Comment from interested parties has begun to arrive. I will continuing adding the latest reports at the end of this article, rather than add new articles. Some news stories are also listed below in the article ‘At the hour’.

ACNS carries an exchange of letters between the report’s chairman, Archbishop Robin Eames, and the Archbishop of Canterbury, Rowan Williams. Dr Williams writes:

You are not offering the Communion any easy solutions now … You have called us to behave in a maturely Christian way so as to become the Church God wants us to be … You have given all of us work to do and you do not suggest any short cuts … That you have been able to offer the communion a unanimous report gives me great encouragement that the process you have been through as a group may help set a pattern for the Communion itself in the demanding journey that lies ahead.

The Revd David Phillips of the Church Society is reported as commenting

I am pretty disappointed with this, I was expecting something much more definite and clear. My impression overall was that it was very ambiguous. It is toothless. It says what matters most of all it to stick together, we just need to stick together – unity is seen as more important than truth.

There is not yet any comment on the Church Society website.

The same report in The Scotsman quotes Martin Reynolds of the Lesbian Gay and Christian Movement:

The tenor of the document is itself conciliatory — this is a document we can work with, this is a Church we want to continue to be a part of.

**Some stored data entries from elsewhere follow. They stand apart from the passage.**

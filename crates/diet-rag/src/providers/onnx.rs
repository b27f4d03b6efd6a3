//! Local ONNX embedding provider
//!
//! Runs the sentence-transformers ONNX export of `embeddings.onnx_model`
//! (all-MiniLM-L6-v2 by default, 384 dimensions) with mean pooling and L2
//! normalisation. Model and tokenizer are downloaded into
//! `embeddings.cache_dir` on first use.

use async_trait::async_trait;
use ort::session::{builder::GraphOptimizationLevel, Session};
use ort::value::Tensor;
use parking_lot::Mutex;
use std::path::Path;
use std::sync::Arc;
use tokenizers::Tokenizer;

use crate::config::EmbeddingConfig;
use crate::error::{Error, Result};

use super::embedding::Embedder;

/// ONNX-based text embedder
pub struct OnnxEmbedder {
    inner: Arc<Mutex<OnnxModel>>,
    dimensions: usize,
}

struct OnnxModel {
    session: Session,
    tokenizer: Tokenizer,
    max_length: usize,
    dimensions: usize,
}

impl OnnxEmbedder {
    /// Load (downloading if needed) the configured model
    pub async fn new(config: &EmbeddingConfig) -> Result<Self> {
        tracing::info!("Initializing ONNX embedder with model: {}", config.onnx_model);

        let cache_dir = config.cache_dir.join(config.onnx_model.replace('/', "--"));
        std::fs::create_dir_all(&cache_dir)
            .map_err(|e| Error::Config(format!("Failed to create cache directory: {}", e)))?;

        let model_path = cache_dir.join("model.onnx");
        let tokenizer_path = cache_dir.join("tokenizer.json");

        if !model_path.exists() {
            download(&config.onnx_model, "onnx/model.onnx", &model_path).await?;
        }
        if !tokenizer_path.exists() {
            download(&config.onnx_model, "tokenizer.json", &tokenizer_path).await?;
        }

        let session = Session::builder()
            .map_err(|e| Error::embedding(format!("Failed to create session builder: {}", e)))?
            .with_optimization_level(GraphOptimizationLevel::Level3)
            .map_err(|e| Error::embedding(format!("Failed to set optimization level: {}", e)))?
            .with_intra_threads(4)
            .map_err(|e| Error::embedding(format!("Failed to set threads: {}", e)))?
            .commit_from_file(&model_path)
            .map_err(|e| Error::embedding(format!("Failed to load model: {}", e)))?;

        let tokenizer = Tokenizer::from_file(&tokenizer_path)
            .map_err(|e| Error::embedding(format!("Failed to load tokenizer: {}", e)))?;

        tracing::info!("ONNX embedder initialized");

        Ok(Self {
            inner: Arc::new(Mutex::new(OnnxModel {
                session,
                tokenizer,
                max_length: config.max_length,
                dimensions: config.dimensions,
            })),
            dimensions: config.dimensions,
        })
    }
}

#[async_trait]
impl Embedder for OnnxEmbedder {
    async fn embed(&self, text: &str) -> Result<Vec<f32>> {
        let inner = Arc::clone(&self.inner);
        let text = text.to_string();
        tokio::task::spawn_blocking(move || inner.lock().embed_one(&text))
            .await
            .map_err(|e| Error::internal(format!("Task join error: {}", e)))?
    }

    fn dimensions(&self) -> usize {
        self.dimensions
    }

    fn name(&self) -> &str {
        "onnx"
    }
}

impl OnnxModel {
    fn embed_one(&mut self, text: &str) -> Result<Vec<f32>> {
        let encoding = self
            .tokenizer
            .encode(text, true)
            .map_err(|e| Error::embedding(format!("Tokenization failed: {}", e)))?;

        let len = encoding.get_ids().len().min(self.max_length);
        let input_ids: Vec<i64> = encoding.get_ids()[..len].iter().map(|&v| v as i64).collect();
        let attention_mask: Vec<i64> = encoding.get_attention_mask()[..len]
            .iter()
            .map(|&v| v as i64)
            .collect();
        let token_type_ids: Vec<i64> = encoding.get_type_ids()[..len].iter().map(|&v| v as i64).collect();

        let shape = vec![1usize, len];
        let input_ids_tensor = Tensor::from_array((shape.clone(), input_ids.into_boxed_slice()))
            .map_err(|e| Error::embedding(format!("Input tensor creation failed: {}", e)))?;
        let attention_mask_tensor =
            Tensor::from_array((shape.clone(), attention_mask.clone().into_boxed_slice()))
                .map_err(|e| Error::embedding(format!("Attention mask tensor creation failed: {}", e)))?;
        let token_type_ids_tensor = Tensor::from_array((shape, token_type_ids.into_boxed_slice()))
            .map_err(|e| Error::embedding(format!("Token type tensor creation failed: {}", e)))?;

        let inputs = vec![
            ("input_ids", input_ids_tensor.into_dyn()),
            ("attention_mask", attention_mask_tensor.into_dyn()),
            ("token_type_ids", token_type_ids_tensor.into_dyn()),
        ];

        let outputs = self
            .session
            .run(inputs)
            .map_err(|e| Error::embedding(format!("Inference failed: {}", e)))?;

        let output_iter: Vec<_> = outputs.iter().collect();
        let output = output_iter
            .iter()
            .find(|(name, _)| *name == "last_hidden_state")
            .or_else(|| output_iter.first())
            .map(|(_, v)| v)
            .ok_or_else(|| Error::embedding("No output tensor"))?;

        let (tensor_shape, tensor_data) = output
            .try_extract_tensor::<f32>()
            .map_err(|e| Error::embedding(format!("Failed to extract tensor: {}", e)))?;
        let dims: Vec<usize> = tensor_shape.iter().map(|&d| d as usize).collect();
        let hidden_size = dims.get(2).copied().unwrap_or(self.dimensions);

        mean_pool(tensor_data, &attention_mask, hidden_size)
    }
}

/// Attention-masked mean over token states, then L2 normalisation
fn mean_pool(hidden: &[f32], attention_mask: &[i64], hidden_size: usize) -> Result<Vec<f32>> {
    if hidden_size == 0 || hidden.len() < attention_mask.len() * hidden_size {
        return Err(Error::embedding(format!(
            "Model output has {} values, expected {} tokens of width {}",
            hidden.len(),
            attention_mask.len(),
            hidden_size
        )));
    }

    let mut sum = vec![0.0f32; hidden_size];
    let mut count = 0.0f32;

    for (j, &mask) in attention_mask.iter().enumerate() {
        if mask == 0 {
            continue;
        }
        let row = &hidden[j * hidden_size..(j + 1) * hidden_size];
        for (acc, value) in sum.iter_mut().zip(row) {
            *acc += value;
        }
        count += 1.0;
    }

    if count > 0.0 {
        for val in &mut sum {
            *val /= count;
        }
    }

    let norm: f32 = sum.iter().map(|x| x * x).sum::<f32>().sqrt();
    if norm > 0.0 {
        for val in &mut sum {
            *val /= norm;
        }
    }
    Ok(sum)
}

/// Fetch one file of a HuggingFace repository
async fn download(repo: &str, file: &str, path: &Path) -> Result<()> {
    let url = format!("https://huggingface.co/{}/resolve/main/{}", repo, file);
    tracing::info!("Downloading {}", url);

    let response = reqwest::get(&url)
        .await
        .map_err(|e| Error::embedding(format!("Failed to download {}: {}", file, e)))?;

    if !response.status().is_success() {
        return Err(Error::embedding(format!(
            "Download of {} failed: HTTP {}",
            file,
            response.status()
        )));
    }

    let bytes = response
        .bytes()
        .await
        .map_err(|e| Error::embedding(format!("Failed to read {}: {}", file, e)))?;

    std::fs::write(path, &bytes)
        .map_err(|e| Error::embedding(format!("Failed to save {}: {}", path.display(), e)))?;

    tracing::info!("Downloaded {} ({} bytes)", file, bytes.len());
    Ok(())
}

#[cfg(test)]
mod tests {
    use super::*;

    #[test]
    fn test_mean_pool_ignores_padding_and_normalizes() {
        // two tokens of width 2, second one masked out
        let hidden = [3.0, 4.0, 100.0, 100.0];
        let pooled = mean_pool(&hidden, &[1, 0], 2).unwrap();
        assert!((pooled[0] - 0.6).abs() < 1e-6);
        assert!((pooled[1] - 0.8).abs() < 1e-6);
    }

    #[test]
    fn test_mean_pool_rejects_pooled_output() {
        // already pooled [1, 384] output read as per-token states
        let hidden = vec![0.1f32; 384];
        let err = mean_pool(&hidden, &[1, 1, 1], 384).unwrap_err();
        assert!(matches!(err, Error::Embedding(_)));
    }
}
//! Core types for the RAG service

pub mod document;
pub mod query;
pub mod response;

pub use document::{Metadata, RetrievedDocument};
pub use query::{Query, QueryRequest};
pub use response::{AnswerResponse, ErrorResponse};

Again, there is no comment yet on the LGCM website.

InclusiveChurch comments

We are pleased that the Commission has not recommended the suspension or expulsion of the Episcopal Church USA from the Anglican Communion, or called for Bishop Gene Robinson to resign. We note that the report does not ask for repentance from the Episcopal Church, and we welcome the desire for reconciliation contained within it.

365gay.com suggests that the report ‘has failed to appease either liberals or traditionalists’.

The Archbishop of Cape Town, Winston Njongonkulu Ndungane, quoted in Johannesburg’s Mail and Guardian described the report as “a rich gift of a deep theological and spiritual reflection on the nature of the common life of God’s people” which offers “a ‘win-win’ opportunity” that must be “grasped with both hands.”

The BBC now has a further story: Anglicans buy time in same sex row which covers some of the reaction to the report publication.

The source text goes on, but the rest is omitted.